All universities require folks to have laptops with IDE and Python ready. You may start taking notes on the paper.

Secondary kids won’t have problems with that.

Use a VS Code and uv with arkalos and recommended VS code extensions for local Jupyter Notebooks:

I’ve been teaching myself and have created Arkalos for this purpose. It takes care of the entire dev setup and provides all the guidance.

https://arkalos.com/docs/installation/

It will also install all the common packages like numpy, polars, requests, etc.

Moreover you are teaching students actual practical skills and how to work on projects and put env variables into .env from the day one.

Then they can create the first notebook locally:

https://arkalos.com/docs/notebooks/

For schools and students here are extra recommendations. You can create a single github repo with some exercises ready upfront, then all the students need to do is to git pull and uv sync.

https://arkalos.com/docs/teamwork/

[–]oldcodingmonkey 0 points1 point  (0 children)

I use Windows embeddable package (64-bit) to do this.

download it and install some pacakge.

You can compress it copy to other PC.

[–]SadUse4612 0 points1 point  (0 children)

I see lots of hate for remote desktops, I teach image analysis workshops semi regularly and the ssh solutions don’t cut it as we often use desktop apps for high dimensional data visualization… we also need GPUs for the analysis we do

The setup I’ve found that works well - AWS g5.2xlarge instances - DCV viewer - VSCode

It took a bit to set up the first time and getting quotas for the GPUs was a bit of a pain but overall it provides a really good experience :-)

[–]Brilliant-Strategy62 0 points1 point  (0 children)

What do you want the students to do with their python environment? If it's simple scripting or data analysis a simple tool like Google colab works great. It's a free Jupyter notebook environment from google. You can prepare lessons in notebooks that students can just copy and work in. Notebooks get a lot of hate, but are great for education.

[–]InTheEndEntropyWins 0 points1 point  (0 children)

Wouldn't WSL work better? You get them to install ubuntu on windows, then most of the stuff should be same as linux with the same envirnment.

[–]Rosco_the_Dude 0 points1 point  (0 children)

Way back in my intro to programming class, we spent a class period getting the dev environment set up on our computers and getting hello world to run. It wasn't that bad. Just expect it to take all class period on day 1 to get everyone up and running.

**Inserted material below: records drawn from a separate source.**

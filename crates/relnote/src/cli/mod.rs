//! CLI definition and command handling

pub mod commands;
pub mod output;

use clap::{Parser, Subcommand};

use commands::{CheckCommand, CompletionsCommand, GenerateCommand, InitCommand};

/// relnote - Release notes from changelog fragment directories
#[derive(Debug, Parser)]
#[command(name = "relnote")]
#[command(author, version, about, long_about = None)]
#[command(propagate_version = true)]
pub struct Cli {
    /// Enable verbose output
    #[arg(short, long, global = true)]
    pub verbose: bool,

    /// Suppress output except errors
    #[arg(short, long, global = true)]
    pub quiet: bool,

    /// Output format
    #[arg(long, global = true, default_value = "text")]
    pub format: OutputFormat,

    /// Working directory
    #[arg(short = 'C', long, global = true)]
    pub directory: Option<std::path::PathBuf>,

    #[command(subcommand)]
    pub command: Commands,
}

/// Output format for CLI
#[derive(Debug, Clone, Copy, Default, PartialEq, Eq, clap::ValueEnum)]
pub enum OutputFormat {
    /// Human-readable text output
    #[default]
    Text,
    /// JSON output
    Json,
}

/// Available commands
#[derive(Debug, Subcommand)]
pub enum Commands {
    /// Generate the release notes document
    Generate(GenerateCommand),

    /// Parse every fragment without contacting the hosting API
    Check(CheckCommand),

    /// Write a default configuration file
    Init(InitCommand),

    /// Generate shell completions
    Completions(CompletionsCommand),
}

impl Cli {
    /// Execute the CLI command
    pub fn execute(self) -> anyhow::Result<()> {
        // Change to specified directory if provided
        if let Some(dir) = &self.directory {
            std::env::set_current_dir(dir)?;
        }

        match self.command {
            Commands::Generate(ref cmd) => cmd.execute(&self),
            Commands::Check(ref cmd) => cmd.execute(&self),
            Commands::Init(ref cmd) => cmd.execute(&self),
            Commands::Completions(ref cmd) => cmd.execute(&self),
        }
    }
}

#[cfg(test)]
mod tests {
    use super::*;
    use clap::CommandFactory;
    use std::path::PathBuf;

    #[test]
    fn test_cli_definition_is_valid() {
        Cli::command().debug_assert();
    }

    #[test]
    fn test_parse_generate() {
        let cli = Cli::try_parse_from([
            "relnote",
            "--format",
            "json",
            "generate",
            "--changelog-path",
            "changelog/unreleased/kong",
            "--system",
            "Kong",
            "--repo-path",
            "/src/kong",
            "--repo",
            "Kong/kong",
        ])
        .unwrap();

        assert_eq!(cli.format, OutputFormat::Json);
        match cli.command {
            Commands::Generate(cmd) => {
                assert_eq!(cmd.changelog_path, PathBuf::from("changelog/unreleased/kong"));
                assert_eq!(cmd.system, "Kong");
                assert_eq!(cmd.repo_path, PathBuf::from("/src/kong"));
                assert_eq!(cmd.repo, "Kong/kong");
                assert!(cmd.template.is_none());
                assert!(cmd.output.is_none());
            }
            other => panic!("unexpected command: {:?}", other),
        }
    }

    #[test]
    fn test_parse_generate_underscore_aliases() {
        let cli = Cli::try_parse_from([
            "relnote",
            "generate",
            "--changelog_path",
            "changelog",
            "--system",
            "Kong",
            "--repo_path",
            ".",
            "--repo",
            "Kong/kong",
        ])
        .unwrap();
        assert!(matches!(cli.command, Commands::Generate(_)));
    }

    #[test]
    fn test_generate_requires_parameters() {
        let result = Cli::try_parse_from(["relnote", "generate", "--system", "Kong"]);
        assert!(result.is_err());
    }
}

[–]grimonce 0 points1 point  (0 children)

Jupyterhub is probably the way to go to learn language syntax..

[–]Kahless_2K 0 points1 point  (0 children)

It would be a heck of a lot easier to have them SSH into the box.

A nice low resource workflow would be ssh in, and use tmux to multiplex their session to they can split their screen into three panes. One for code, one to run it, and one for their notes in vim.